Estava eu tão descansado naquela linda manhã, respirando perfumes de maio, quando fui interrompido por estridente e telefónico som inimigo:
“Allô… Aqui Pinto Barradas. O senhor chanceler vai ter que ouvir em auto de interrogatório, a pedido da Justiça portuguesa, um cidadão que fez das boas…
- Concerteza, senhor cônsul-geral, vou chama-lo à sala de espera?
- Sim…Não…Espere ai, eu próprio o conduzo ao seu gabinete”; (devia tratar-se de delinquente perigoso)…
E apareceram-me em curto prazo o cônsul no seu corpanzil empurrando o frágil “arguido”.
- “Tome la, - lançando a carta precatoria - e extraia dele tudo o que for necessário para boa elucidação da autoridade.”. E saiu repentinamente para se dedicar, decerto, a actividades mais importantes.
- “Senhor…?”
- “Jaquim Manel”, responde com largo sorriso o faltoso.
Li rapidamente e em silêncio o termo de culpa, sem de vez em quando ter de reprimir um esboço de riso. A situação era cómica e eu, transformado em magistrado, tinha de manter um oficial respeito.
Li ao arguido o relatório elaborado pelo cabo-comandante da GNR do Seixal…
O Joaquim Manoel era o protótipo do tuga bem disposto; amável, risonho mas, que quando a coisa saia para o torto, não deixava crédito por mãos alheias…Pequenino, moreno de cabelo preto, bigodaça enorme, ia sorrindo à medida que lhe lia o auto.

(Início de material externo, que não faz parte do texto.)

//! Illustrative risk-of-loss figures.
//!
//! The risk is a placeholder visualisation: the remaining-life estimate is
//! jittered by a uniform ±1 day and we count how often it lands below an
//! absolute 4-day threshold. It is not a calibrated probability.
//!
//! The legacy table reproduces the older threshold-triggered shelf-life line,
//! `L(h) = max(-0.3796 * h + 7.1597, 0)` for `h` hours above the cutoff, as a
//! sensitivity view next to the kinetic models.

use rand::prelude::*;
use rand::rngs::StdRng;
use rand_distr::Uniform;
use serde::{Deserialize, Serialize};

/// Estimates below this many days count as a loss.
pub const LOSS_THRESHOLD_DAYS: f64 = 4.0;
/// Half-width of the uniform jitter (days).
pub const JITTER_DAYS: f64 = 1.0;

const LEGACY_SLOPE_PER_HOUR: f64 = -0.3796;
const LEGACY_INTERCEPT_DAYS: f64 = 7.1597;
/// Hours-above rows always shown in the legacy table.
pub const LEGACY_TABLE_HOURS: [f64; 5] = [0.0, 2.0, 4.0, 6.0, 8.0];

/// Percentage of jittered samples below the loss threshold.
///
/// Deterministic for a given seed. `NaN` for a non-finite estimate.
pub fn risk_of_loss_pct(remaining_days: f64, samples: usize, seed: u64) -> f64 {
    if !remaining_days.is_finite() || samples == 0 {
        return f64::NAN;
    }
    let mut rng = StdRng::seed_from_u64(seed);
    let jitter = Uniform::new(-JITTER_DAYS, JITTER_DAYS);
    let losses = (0..samples)
        .filter(|_| remaining_days + jitter.sample(&mut rng) < LOSS_THRESHOLD_DAYS)
        .count();
    losses as f64 / samples as f64 * 100.0
}

/// One row of the legacy hours-above table.
#[derive(Debug, Clone, Copy, PartialEq, Serialize, Deserialize)]
pub struct LegacyShelfRow {
    pub hours_above: f64,
    pub risk_of_loss_pct: f64,
    pub shelf_life_days: f64,
    pub remaining_pct: f64,
    pub reduction_pct: f64,
    /// Row computed from the observed hours above the cutoff.
    pub observed: bool,
}

/// Legacy linear shelf life for `hours_above` hours over the cutoff.
pub fn legacy_shelf_life_days(hours_above: f64) -> f64 {
    (LEGACY_SLOPE_PER_HOUR * hours_above + LEGACY_INTERCEPT_DAYS).max(0.0)
}

/// Fixed rows plus the observed row, in ascending hours.
pub fn legacy_shelf_table(
    observed_hours_above: f64,
    baseline_life_days: f64,
    samples: usize,
    seed: u64,
) -> Vec<LegacyShelfRow> {
    let row = |hours_above: f64, observed: bool| {
        let shelf_life_days = legacy_shelf_life_days(hours_above);
        let remaining_pct = if baseline_life_days > 0.0 {
            shelf_life_days / baseline_life_days * 100.0
        } else {
            f64::NAN
        };
        LegacyShelfRow {
            hours_above,
            risk_of_loss_pct: risk_of_loss_pct(shelf_life_days, samples, seed),
            shelf_life_days,
            remaining_pct,
            reduction_pct: 100.0 - remaining_pct,
            observed,
        }
    };

    let mut rows: Vec<LegacyShelfRow> = LEGACY_TABLE_HOURS.iter().map(|&h| row(h, false)).collect();
    if observed_hours_above.is_finite() {
        rows.push(row(observed_hours_above, true));
        rows.sort_by(|a, b| a.hours_above.total_cmp(&b.hours_above));
    }
    rows
}
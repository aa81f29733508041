//! Rate laws relative to the reference temperature.
//!
//! ```text
//! RR_Q10(T) = Q10^((T - Tref) / 10)
//! RR_Arr(T) = exp(-(Ea/R) * (1/T_K - 1/Tref_K))
//! T_MKT     = -B / ln(Σ w_i * exp(-B / T_i_K)),   B = Ea/R,  w_i = dt_i / Σdt
//! t_eq      = Σ dt_i * RR(T_i)
//! ```

use crate::domain::{GAS_CONSTANT, KELVIN_OFFSET, KineticsConfig};
use crate::normalize::IntervalSet;

pub fn rr_q10(temp_c: f64, config: &KineticsConfig) -> f64 {
    config.q10.powf((temp_c - config.tref_c) / 10.0)
}

pub fn rr_arrhenius(temp_c: f64, config: &KineticsConfig) -> f64 {
    let b = config.ea_j_per_mol / GAS_CONSTANT;
    let t_k = temp_c + KELVIN_OFFSET;
    let tref_k = config.tref_c + KELVIN_OFFSET;
    (-b * (1.0 / t_k - 1.0 / tref_k)).exp()
}

/// Mean kinetic temperature (°C) of the interval profile.
///
/// `None` when the profile has no duration or the logarithm has no real
/// solution (underflow, `Ea = 0`).
pub fn mean_kinetic_temperature(intervals: &IntervalSet, ea_j_per_mol: f64) -> Option<f64> {
    let total: f64 = intervals.durations_days().sum();
    if !(total > 0.0) {
        return None;
    }

    let b = ea_j_per_mol / GAS_CONSTANT;
    let sum: f64 = intervals
        .intervals
        .iter()
        .map(|i| (i.duration_days / total) * (-b / (i.start_temp_c + KELVIN_OFFSET)).exp())
        .sum();
    if !(sum > 0.0 && sum.is_finite()) {
        return None;
    }

    let mkt_k = -b / sum.ln();
    mkt_k.is_finite().then(|| mkt_k - KELVIN_OFFSET)
}

/// `Σ dt_i * rate(T_i)` in days.
pub fn integrated_equivalent_days(intervals: &IntervalSet, rate: impl Fn(f64) -> f64) -> f64 {
    intervals
        .intervals
        .iter()
        .map(|i| i.duration_days * rate(i.start_temp_c))
        .sum()
}

/// Remaining life is never negative; non-finite stays `NaN`.
pub fn clamp_days(x: f64) -> f64 {
    if !x.is_finite() {
        f64::NAN
    } else if x < 0.0 {
        0.0
    } else {
        x
    }
}

#[cfg(test)]
mod tests {
    use super::*;
    use crate::domain::Interval;

    fn profile(parts: &[(f64, f64)]) -> IntervalSet {
        let intervals: Vec<Interval> = parts
            .iter()
            .map(|&(start_temp_c, duration_days)| Interval {
                start_temp_c,
                duration_days,
            })
            .collect();
        let total_days = intervals.iter().map(|i| i.duration_days).sum();
        IntervalSet {
            intervals,
            total_days,
        }
    }

    #[test]
    fn rates_are_one_at_reference() {
        let cfg = KineticsConfig::default();
        assert_eq!(rr_q10(cfg.tref_c, &cfg), 1.0);
        assert_eq!(rr_arrhenius(cfg.tref_c, &cfg), 1.0);
    }

    #[test]
    fn q10_triples_per_ten_degrees() {
        let cfg = KineticsConfig::default();
        assert!((rr_q10(15.0, &cfg) - 3.0).abs() < 1e-12);
        assert!((rr_q10(-5.0, &cfg) - 1.0 / 3.0).abs() < 1e-12);
    }

    #[test]
    fn arrhenius_increases_with_temperature() {
        let cfg = KineticsConfig::default();
        let warm = rr_arrhenius(15.0, &cfg);
        assert!(warm > 1.0);
        let expected = (-(90_000.0_f64 / 8.314) * (1.0 / 288.15 - 1.0 / 278.15)).exp();
        assert!((warm - expected).abs() < 1e-12);
    }

    #[test]
    fn mkt_of_constant_profile_is_that_temperature() {
        let mkt = mean_kinetic_temperature(&profile(&[(5.0, 1.0), (5.0, 1.0)]), 90_000.0).unwrap();
        assert!((mkt - 5.0).abs() < 1e-9, "{mkt}");
    }

    #[test]
    fn mkt_is_pulled_towards_warm_segments() {
        let mkt = mean_kinetic_temperature(&profile(&[(2.0, 1.0), (12.0, 1.0)]), 90_000.0).unwrap();
        assert!(mkt > 7.0 && mkt < 12.0, "{mkt}");
    }

    #[test]
    fn mkt_undefined_cases() {
        assert_eq!(mean_kinetic_temperature(&IntervalSet::default(), 90_000.0), None);
        assert_eq!(mean_kinetic_temperature(&profile(&[(5.0, 1.0)]), 0.0), None);
    }

    #[test]
    fn clamp_days_rules() {
        assert_eq!(clamp_days(3.5), 3.5);
        assert_eq!(clamp_days(-0.1), 0.0);
        assert!(clamp_days(f64::NAN).is_nan());
        assert!(clamp_days(f64::INFINITY).is_nan());
    }
}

E o auto redigido pelo cabo tinha uma certa graça:
- “Eram 4 horas da manhã quando vi um carro de matricula estrangeira aproximar-se do ponto de controlo a alguma velocidade. Instado a parar, o conductor parou. Como lhe fiz a observação de que me parecia estar ébrio, rindo respondeu-me: “Pois, tive numa festa e querias que bebesse agua seu labrego?”.
Ignorando o insulto, pedi-lhe que soprasse no detector de alcoolemia, ao que me respondeu: “Só sopro depois de tu soprares seu manguela”…
Pedi-lhe, então que me mostrasse os documentos de identificação e da viatura, ao que me respondeu: “Eu mostro-te é o caralho!”.
- “Diga-me então o seu nome” ao que respondeu: “Olha, em português é Jaquim Manel e em francês é tens os cornos virados para tras”…
O Cabo, de paciência esgotada, continua assim o seu relatório:
- “Apontei-lhe, então, a arma de serviço; mas o individuo saindo bruscamente do veiculo, apoderou-se da mesma, deu-me dois pares de estalos, rasgou-me a farda e pirou-se. Viria a saber algumas horas depois que já se encontrava no estrangeiro em França”.
Obviamente que reprimi gargalhadas para depois da saída do herói… depoimento assinado!